EXERCISE AIM => Repeat every entry below exactly as given.

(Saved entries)

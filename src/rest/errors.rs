//! Resource-specific error types for panel API operations.
//!
//! This module contains error types for resource operations, extending
//! the base [`RestError`](crate::clients::RestError) with resource-specific
//! semantics like `NotFound` and `ValidationFailed`.
//!
//! # Error Handling
//!
//! Panel status codes map to semantic error variants:
//!
//! - **404**: [`ResourceError::NotFound`] - Resource doesn't exist
//! - **422**: [`ResourceError::ValidationFailed`] - Validation errors keyed by field
//! - **Other 4xx/5xx**: [`ResourceError::Rest`] - Wrapped transport error
//!
//! Nothing is retried. Every error reaches the caller with the status code
//! the panel answered with, available through [`ResourceError::status_code`].
//!
//! # Example
//!
//! ```rust,ignore
//! use pterodactyl_api::rest::{PanelResource, ResourceError};
//! use pterodactyl_api::rest::resources::User;
//!
//! match User::find(&client, 9).await {
//!     Ok(user) => println!("Found: {}", user.username),
//!     Err(ResourceError::NotFound { resource, id }) => {
//!         println!("{resource} with id {id} not found");
//!     }
//!     Err(ResourceError::ValidationFailed { errors }) => {
//!         for (field, messages) in errors {
//!             println!("{field}: {messages:?}");
//!         }
//!     }
//!     Err(e) => println!("Other error ({}): {e}", e.status_code()),
//! }
//! ```

use std::collections::HashMap;

use crate::clients::{HttpError, PanelErrorDetail, RestError};
use thiserror::Error;

/// Key used for validation errors the panel does not attribute to a field.
const BASE_FIELD: &str = "base";

/// Error type for resource operations.
///
/// # Example
///
/// ```rust
/// use pterodactyl_api::rest::ResourceError;
///
/// let error = ResourceError::NotFound {
///     resource: "Server",
///     id: "14".to_string(),
/// };
/// assert!(error.to_string().contains("Server"));
/// assert_eq!(error.status_code(), 404);
/// ```
#[derive(Debug, Error)]
pub enum ResourceError {
    /// The resource was not found (HTTP 404).
    #[error("{resource} with id {id} not found")]
    NotFound {
        /// The type name of the resource (e.g., "Server", "Node").
        resource: &'static str,
        /// The ID that was requested.
        id: String,
    },

    /// The panel rejected the request body (HTTP 422).
    #[error("Validation failed: {errors:?}")]
    ValidationFailed {
        /// A map of field names to error messages.
        errors: HashMap<String, Vec<String>>,
    },

    /// The resource does not support the operation, or an ID needed to
    /// build its path is unknown.
    #[error("Cannot resolve path for {resource}::{operation} with provided IDs")]
    PathResolutionFailed {
        /// The type name of the resource.
        resource: &'static str,
        /// The operation being attempted (e.g., "find", "all", "delete").
        operation: &'static str,
    },

    /// An attribute bag could not be mapped onto the entity.
    #[error("Failed to hydrate {resource}: {message}")]
    Hydration {
        /// The type name of the resource.
        resource: &'static str,
        /// The deserializer's description of the mismatch.
        message: String,
    },

    /// A request body could not be serialized.
    #[error("Failed to serialize request body: {message}")]
    Serialization {
        /// The serializer's description of the failure.
        message: String,
    },

    /// An HTTP-level error occurred.
    #[error(transparent)]
    Http(#[from] HttpError),

    /// A REST-level error occurred.
    #[error(transparent)]
    Rest(#[from] RestError),
}

impl ResourceError {
    /// Maps a transport failure onto a semantic error variant.
    ///
    /// - 404 -> `NotFound`
    /// - 422 -> `ValidationFailed` (grouped by `meta.source_field`)
    /// - anything else is wrapped unchanged in `Rest`
    ///
    /// # Example
    ///
    /// ```rust
    /// use pterodactyl_api::clients::{HttpError, HttpResponseError, RestError};
    /// use pterodactyl_api::rest::ResourceError;
    ///
    /// let rest_error = RestError::Http(HttpError::Response(HttpResponseError {
    ///     code: 404,
    ///     message: "NotFoundHttpException: not found".to_string(),
    ///     details: Vec::new(),
    /// }));
    ///
    /// let error = ResourceError::from_rest_error(rest_error, "Node", Some("3"));
    /// assert!(matches!(error, ResourceError::NotFound { resource: "Node", .. }));
    /// ```
    #[must_use]
    pub fn from_rest_error(error: RestError, resource: &'static str, id: Option<&str>) -> Self {
        match error {
            RestError::Http(HttpError::Response(response)) if response.code == 404 => {
                Self::NotFound {
                    resource,
                    id: id.unwrap_or("unknown").to_string(),
                }
            }
            RestError::Http(HttpError::Response(response)) if response.code == 422 => {
                Self::ValidationFailed {
                    errors: group_validation_errors(&response.details),
                }
            }
            other => Self::Rest(other),
        }
    }

    /// Returns the HTTP status code associated with this error.
    ///
    /// Errors raised without a panel response (unreachable host, path
    /// resolution, hydration) report `0`.
    #[must_use]
    pub const fn status_code(&self) -> u16 {
        match self {
            Self::NotFound { .. } => 404,
            Self::ValidationFailed { .. } => 422,
            Self::PathResolutionFailed { .. } | Self::Hydration { .. } | Self::Serialization { .. } => 0,
            Self::Http(e) => e.status_code(),
            Self::Rest(e) => e.status_code(),
        }
    }
}

/// Groups the panel's validation entries by the field they refer to.
fn group_validation_errors(details: &[PanelErrorDetail]) -> HashMap<String, Vec<String>> {
    let mut result: HashMap<String, Vec<String>> = HashMap::new();

    for detail in details {
        let field = detail
            .meta
            .as_ref()
            .and_then(|meta| meta.source_field.clone())
            .unwrap_or_else(|| BASE_FIELD.to_string());
        result.entry(field).or_default().push(detail.detail.clone());
    }

    result
}

// Verify ResourceError is Send + Sync at compile time
const _: fn() = || {
    const fn assert_send_sync<T: Send + Sync>() {}
    assert_send_sync::<ResourceError>();
};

SOLUTION FOR THIS EXERCISE =>
filename src/rest/errors.rs
//! Resource-specific error types for panel API operations.
//!
//! This module contains error types for resource operations, extending
//! the base [`RestError`](crate::clients::RestError) with resource-specific
//! semantics like `NotFound` and `ValidationFailed`.
//!
//! # Error Handling
//!
//! Panel status codes map to semantic error variants:
//!
//! - **404**: [`ResourceError::NotFound`] - Resource doesn't exist
//! - **422**: [`ResourceError::ValidationFailed`] - Validation errors keyed by field
//! - **Other 4xx/5xx**: [`ResourceError::Rest`] - Wrapped transport error
//!
//! Nothing is retried. Every error reaches the caller with the status code
//! the panel answered with, available through [`ResourceError::status_code`].
//!
//! # Example
//!
//! ```rust,ignore
//! use pterodactyl_api::rest::{PanelResource, ResourceError};
//! use pterodactyl_api::rest::resources::User;
//!
//! match User::find(&client, 9).await {
//!     Ok(user) => println!("Found: {}", user.username),
//!     Err(ResourceError::NotFound { resource, id }) => {
//!         println!("{resource} with id {id} not found");
//!     }
//!     Err(ResourceError::ValidationFailed { errors }) => {
//!         for (field, messages) in errors {
//!             println!("{field}: {messages:?}");
//!         }
//!     }
//!     Err(e) => println!("Other error ({}): {e}", e.status_code()),
//! }
//! ```

use std::collections::HashMap;

use crate::clients::{HttpError, PanelErrorDetail, RestError};
use thiserror::Error;

/// Key used for validation errors the panel does not attribute to a field.
const BASE_FIELD: &str = "base";

/// Error type for resource operations.
///
/// # Example
///
/// ```rust
/// use pterodactyl_api::rest::ResourceError;
///
/// let error = ResourceError::NotFound {
///     resource: "Server",
///     id: "14".to_string(),
/// };
/// assert!(error.to_string().contains("Server"));
/// assert_eq!(error.status_code(), 404);
/// ```
#[derive(Debug, Error)]
pub enum ResourceError {
    /// The resource was not found (HTTP 404).
    #[error("{resource} with id {id} not found")]
    NotFound {
        /// The type name of the resource (e.g., "Server", "Node").
        resource: &'static str,
        /// The ID that was requested.
        id: String,
    },

    /// The panel rejected the request body (HTTP 422).
    #[error("Validation failed: {errors:?}")]
    ValidationFailed {
        /// A map of field names to error messages.
        errors: HashMap<String, Vec<String>>,
    },

    /// The resource does not support the operation, or an ID needed to
    /// build its path is unknown.
    #[error("Cannot resolve path for {resource}::{operation} with provided IDs")]
    PathResolutionFailed {
        /// The type name of the resource.
        resource: &'static str,
        /// The operation being attempted (e.g., "find", "all", "delete").
        operation: &'static str,
    },

    /// An attribute bag could not be mapped onto the entity.
    #[error("Failed to hydrate {resource}: {message}")]
    Hydration {
        /// The type name of the resource.
        resource: &'static str,
        /// The deserializer's description of the mismatch.
        message: String,
    },

    /// A request body could not be serialized.
    #[error("Failed to serialize request body: {message}")]
    Serialization {
        /// The serializer's description of the failure.
        message: String,
    },

    /// An HTTP-level error occurred.
    #[error(transparent)]
    Http(#[from] HttpError),

    /// A REST-level error occurred.
    #[error(transparent)]
    Rest(#[from] RestError),
}

impl ResourceError {
    /// Maps a transport failure onto a semantic error variant.
    ///
    /// - 404 -> `NotFound`
    /// - 422 -> `ValidationFailed` (grouped by `meta.source_field`)
    /// - anything else is wrapped unchanged in `Rest`
    ///
    /// # Example
    ///
    /// ```rust
    /// use pterodactyl_api::clients::{HttpError, HttpResponseError, RestError};
    /// use pterodactyl_api::rest::ResourceError;
    ///
    /// let rest_error = RestError::Http(HttpError::Response(HttpResponseError {
    ///     code: 404,
    ///     message: "NotFoundHttpException: not found".to_string(),
    ///     details: Vec::new(),
    /// }));
    ///
    /// let error = ResourceError::from_rest_error(rest_error, "Node", Some("3"));
    /// assert!(matches!(error, ResourceError::NotFound { resource: "Node", .. }));
    /// ```
    #[must_use]
    pub fn from_rest_error(error: RestError, resource: &'static str, id: Option<&str>) -> Self {
        match error {
            RestError::Http(HttpError::Response(response)) if response.code == 404 => {
                Self::NotFound {
                    resource,
                    id: id.unwrap_or("unknown").to_string(),
                }
            }
            RestError::Http(HttpError::Response(response)) if response.code == 422 => {
                Self::ValidationFailed {
                    errors: group_validation_errors(&response.details),
                }
            }
            other => Self::Rest(other),
        }
    }

    /// Returns the HTTP status code associated with this error.
    ///
    /// Errors raised without a panel response (unreachable host, path
    /// resolution, hydration) report `0`.
    #[must_use]
    pub const fn status_code(&self) -> u16 {
        match self {
            Self::NotFound { .. } => 404,
            Self::ValidationFailed { .. } => 422,
            Self::PathResolutionFailed { .. } | Self::Hydration { .. } | Self::Serialization { .. } => 0,
            Self::Http(e) => e.status_code(),
            Self::Rest(e) => e.status_code(),
        }
    }
}

/// Groups the panel's validation entries by the field they refer to.
fn group_validation_errors(details: &[PanelErrorDetail]) -> HashMap<String, Vec<String>> {
    let mut result: HashMap<String, Vec<String>> = HashMap::new();

    for detail in details {
        let field = detail
            .meta
            .as_ref()
            .and_then(|meta| meta.source_field.clone())
            .unwrap_or_else(|| BASE_FIELD.to_string());
        result.entry(field).or_default().push(detail.detail.clone());
    }

    result
}

// Verify ResourceError is Send + Sync at compile time
const _: fn() = || {
    const fn assert_send_sync<T: Send + Sync>() {}
    assert_send_sync::<ResourceError>();
};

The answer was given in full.